## What the exercise asks
The answer must be every line of the data that holds the word "InstalledModule".

Collected data
□ □ □

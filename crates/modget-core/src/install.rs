//! Parallel download and extract pipeline.
//!
//! Consumes a resolved plan and materialises each module on disk: the
//! archive is streamed into the cache (`{cache}/{Name}.{Version}.nupkg`),
//! then unpacked into `{destination}/{Name}/{Version}`. Downloads overlap
//! across modules; extraction is CPU-bound and runs on the blocking thread
//! pool so it never stalls other downloads. The first failure cancels the
//! shared token and fails the whole install; partial state is left as-is.

use crate::config::InstallConfig;
use crate::error::Error;
use crate::progress::ProgressSink;
use crate::registry::Registry;
use crate::spec::ModuleSpec;
use crate::version::folder_name;
use futures::stream::{self, StreamExt};
use std::fs::{self, File};
use std::io;
use std::path::{Path, PathBuf};
use tokio::io::AsyncWriteExt;
use tokio_util::sync::CancellationToken;

/// Maximum concurrent per-module pipelines.
const MAX_CONCURRENT_INSTALLS: usize = 32;

/// One materialised module.
#[derive(Debug, Clone)]
pub struct InstalledModule {
    pub spec: ModuleSpec,
    /// The archive was already present in the cache.
    pub from_cache: bool,
    /// The extracted module version directory.
    pub destination: PathBuf,
}

/// Download and extract every module in the plan.
pub async fn install_plan<R: Registry>(
    registry: &R,
    plan: &[ModuleSpec],
    config: &InstallConfig,
    cancel: &CancellationToken,
    progress: &dyn ProgressSink,
) -> Result<Vec<InstalledModule>, Error> {
    let mut pipelines = stream::iter(plan.iter().cloned())
        .map(|spec| install_one(registry, spec, config, cancel, progress))
        .buffer_unordered(MAX_CONCURRENT_INSTALLS);

    let mut installed = Vec::with_capacity(plan.len());
    while let Some(result) = pipelines.next().await {
        match result {
            Ok(module) => installed.push(module),
            Err(e) => {
                cancel.cancel();
                return Err(e);
            }
        }
    }
    Ok(installed)
}

async fn install_one<R: Registry>(
    registry: &R,
    spec: ModuleSpec,
    config: &InstallConfig,
    cancel: &CancellationToken,
    progress: &dyn ProgressSink,
) -> Result<InstalledModule, Error> {
    if cancel.is_cancelled() {
        return Err(Error::Cancelled);
    }

    let Some(version) = spec.required_version() else {
        return Err(Error::invalid_argument(format!(
            "plan entry {spec} is not an exact-version spec"
        )));
    };
    let label = folder_name(version);
    let cache_path = config
        .cache_dir
        .join(format!("{}.{}.nupkg", spec.name(), label));

    let from_cache = matches!(fs::metadata(&cache_path), Ok(meta) if meta.len() > 0);
    if !from_cache {
        download_archive(registry, &spec, &cache_path, cancel).await?;
    }
    tracing::debug!(module = %spec, from_cache, "archive ready");
    progress.downloaded(&spec, from_cache);

    // Extraction must not start once cancellation has been observed.
    if cancel.is_cancelled() {
        return Err(Error::Cancelled);
    }

    let dest_dir = config.destination.join(spec.name()).join(&label);
    let archive_path = cache_path.clone();
    let extract_dir = dest_dir.clone();
    let spec_label = spec.canonical();
    tokio::task::spawn_blocking(move || extract_archive(&archive_path, &extract_dir, &spec_label))
        .await
        .map_err(|e| Error::internal(format!("extract worker panicked: {e}")))??;

    tracing::debug!(module = %spec, dest = %dest_dir.display(), "extracted");
    progress.extracted(&spec);

    Ok(InstalledModule {
        spec,
        from_cache,
        destination: dest_dir,
    })
}

/// Stream the module archive into its cache file.
///
/// Both the network reader and the file writer are closed before this
/// returns, so the extract worker sees a finished, unlocked file.
async fn download_archive<R: Registry>(
    registry: &R,
    spec: &ModuleSpec,
    cache_path: &Path,
    cancel: &CancellationToken,
) -> Result<(), Error> {
    let uri = spec.download_uri().ok_or_else(|| {
        Error::internal(format!("plan entry {spec} has no download URI"))
    })?;

    if let Some(parent) = cache_path.parent() {
        tokio::fs::create_dir_all(parent).await?;
    }

    let mut body = registry.open_archive(uri.as_str()).await?;
    let mut file = tokio::fs::File::create(cache_path).await?;

    loop {
        let chunk = tokio::select! {
            () = cancel.cancelled() => return Err(Error::Cancelled),
            chunk = body.next() => chunk,
        };
        match chunk {
            Some(chunk) => file.write_all(&chunk?).await?,
            None => break,
        }
    }
    file.flush().await?;
    Ok(())
}

/// Unpack a zip archive into the destination directory, overwriting
/// existing files.
fn extract_archive(archive_path: &Path, dest: &Path, spec: &str) -> Result<(), Error> {
    let extract_err = |reason: String| Error::Extract {
        spec: spec.to_string(),
        reason,
    };

    let file = File::open(archive_path)?;
    let mut archive =
        zip::ZipArchive::new(file).map_err(|e| extract_err(format!("not a zip archive: {e}")))?;

    fs::create_dir_all(dest)?;

    for i in 0..archive.len() {
        let mut entry = archive
            .by_index(i)
            .map_err(|e| extract_err(format!("unreadable archive entry: {e}")))?;

        let Some(relative) = entry.enclosed_name() else {
            return Err(extract_err(format!(
                "archive entry '{}' escapes the destination",
                entry.name()
            )));
        };
        let out_path = dest.join(relative);

        if entry.is_dir() {
            fs::create_dir_all(&out_path)?;
            continue;
        }

        if let Some(parent) = out_path.parent() {
            fs::create_dir_all(parent)?;
        }
        let mut out = File::create(&out_path)?;
        io::copy(&mut entry, &mut out)?;

        #[cfg(unix)]
        if let Some(mode) = entry.unix_mode() {
            use std::os::unix::fs::PermissionsExt;
            let _ = fs::set_permissions(&out_path, fs::Permissions::from_mode(mode));
        }
    }

    Ok(())
}

#[cfg(test)]
mod tests {
    use super::*;
    use crate::progress::NoProgress;
    use crate::registry::fixtures::FixtureRegistry;
    use bytes::Bytes;
    use std::io::Write;
    use tempfile::tempdir;
    use url::Url;

    fn module_archive(name: &str) -> Bytes {
        let mut cursor = std::io::Cursor::new(Vec::new());
        {
            let mut writer = zip::ZipWriter::new(&mut cursor);
            let options = zip::write::SimpleFileOptions::default();
            writer.start_file(format!("{name}.psd1"), options).unwrap();
            writer
                .write_all(b"@{ ModuleVersion = '1.0.0' }")
                .unwrap();
            writer.start_file("lib/functions.psm1", options).unwrap();
            writer.write_all(b"function Get-Thing {}").unwrap();
            writer.finish().unwrap();
        }
        Bytes::from(cursor.into_inner())
    }

    fn planned(name: &str, version: &str) -> ModuleSpec {
        ModuleSpec::parse(&format!("{name}@{version}"))
            .unwrap()
            .with_download_uri(
                Url::parse(&format!("https://registry.test/{name}.{version}.nupkg")).unwrap(),
            )
    }

    fn test_dirs() -> (tempfile::TempDir, InstallConfig) {
        let root = tempdir().unwrap();
        let config = InstallConfig::default()
            .with_destination(root.path().join("Modules"))
            .with_cache_dir(root.path().join("cache"));
        (root, config)
    }

    #[tokio::test]
    async fn test_install_places_manifest() {
        let (_root, config) = test_dirs();
        let registry = FixtureRegistry::new()
            .with_archive("https://registry.test/A.1.0.0.nupkg", module_archive("A"));

        let plan = vec![planned("A", "1.0.0")];
        let installed = install_plan(
            &registry,
            &plan,
            &config,
            &CancellationToken::new(),
            &NoProgress,
        )
        .await
        .unwrap();

        assert_eq!(installed.len(), 1);
        assert!(!installed[0].from_cache);
        let manifest = config.destination.join("A").join("1.0.0").join("A.psd1");
        assert!(manifest.is_file());
        assert!(config
            .destination
            .join("A")
            .join("1.0.0")
            .join("lib")
            .join("functions.psm1")
            .is_file());
        assert!(config.cache_dir.join("A.1.0.0.nupkg").is_file());
    }

    #[tokio::test]
    async fn test_classical_versions_use_classical_folder() {
        let (_root, config) = test_dirs();
        let registry = FixtureRegistry::new().with_archive(
            "https://registry.test/Az.2.12.1.0.nupkg",
            module_archive("Az"),
        );

        let plan = vec![planned("Az", "2.12.1.0")];
        install_plan(
            &registry,
            &plan,
            &config,
            &CancellationToken::new(),
            &NoProgress,
        )
        .await
        .unwrap();

        assert!(config
            .destination
            .join("Az")
            .join("2.12.1.0")
            .join("Az.psd1")
            .is_file());
    }

    #[tokio::test]
    async fn test_cached_archive_skips_download() {
        let (_root, config) = test_dirs();
        fs::create_dir_all(&config.cache_dir).unwrap();
        fs::write(
            config.cache_dir.join("A.1.0.0.nupkg"),
            module_archive("A"),
        )
        .unwrap();

        // The fixture has no archive, so a download attempt would fail.
        let registry = FixtureRegistry::new();
        let plan = vec![planned("A", "1.0.0")];
        let installed = install_plan(
            &registry,
            &plan,
            &config,
            &CancellationToken::new(),
            &NoProgress,
        )
        .await
        .unwrap();

        assert!(installed[0].from_cache);
        assert!(config
            .destination
            .join("A")
            .join("1.0.0")
            .join("A.psd1")
            .is_file());
    }

    #[tokio::test]
    async fn test_failure_cancels_siblings() {
        let (_root, config) = test_dirs();
        let registry = FixtureRegistry::new()
            .with_archive("https://registry.test/A.1.0.0.nupkg", module_archive("A"));

        // B's archive is missing; its failure must trip the shared token.
        let plan = vec![planned("A", "1.0.0"), planned("B", "1.0.0")];
        let cancel = CancellationToken::new();
        let result = install_plan(&registry, &plan, &config, &cancel, &NoProgress).await;

        assert!(result.is_err());
        assert!(cancel.is_cancelled());
    }

    #[tokio::test]
    async fn test_cancelled_token_stops_pipeline() {
        let (_root, config) = test_dirs();
        let registry = FixtureRegistry::new()
            .with_archive("https://registry.test/A.1.0.0.nupkg", module_archive("A"));

        let cancel = CancellationToken::new();
        cancel.cancel();

        let plan = vec![planned("A", "1.0.0")];
        let err = install_plan(&registry, &plan, &config, &cancel, &NoProgress)
            .await
            .unwrap_err();
        assert!(matches!(err, Error::Cancelled));
        // No extraction after cancellation was observed.
        assert!(!config.destination.join("A").exists());
    }

    #[tokio::test]
    async fn test_corrupt_archive_fails_extraction() {
        let (_root, config) = test_dirs();
        fs::create_dir_all(&config.cache_dir).unwrap();
        fs::write(config.cache_dir.join("A.1.0.0.nupkg"), b"not a zip").unwrap();

        let registry = FixtureRegistry::new();
        let plan = vec![planned("A", "1.0.0")];
        let err = install_plan(
            &registry,
            &plan,
            &config,
            &CancellationToken::new(),
            &NoProgress,
        )
        .await
        .unwrap_err();
        assert!(matches!(err, Error::Extract { .. }));
    }

    #[tokio::test]
    async fn test_empty_plan_is_a_no_op() {
        let (_root, config) = test_dirs();
        let registry = FixtureRegistry::new();
        let installed = install_plan(
            &registry,
            &[],
            &config,
            &CancellationToken::new(),
            &NoProgress,
        )
        .await
        .unwrap();
        assert!(installed.is_empty());
    }

    #[test]
    fn test_extract_overwrites_existing_files() {
        let dir = tempdir().unwrap();
        let archive_path = dir.path().join("A.zip");
        fs::write(&archive_path, module_archive("A")).unwrap();

        let dest = dir.path().join("out");
        fs::create_dir_all(&dest).unwrap();
        fs::write(dest.join("A.psd1"), "stale contents").unwrap();

        extract_archive(&archive_path, &dest, "A@1.0.0").unwrap();
        let body = fs::read_to_string(dest.join("A.psd1")).unwrap();
        assert!(body.contains("ModuleVersion"));
    }
}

□ □ □

## Response for this exercise
pub struct InstalledModule {
) -> Result<Vec<InstalledModule>, Error> {
) -> Result<InstalledModule, Error> {
    Ok(InstalledModule {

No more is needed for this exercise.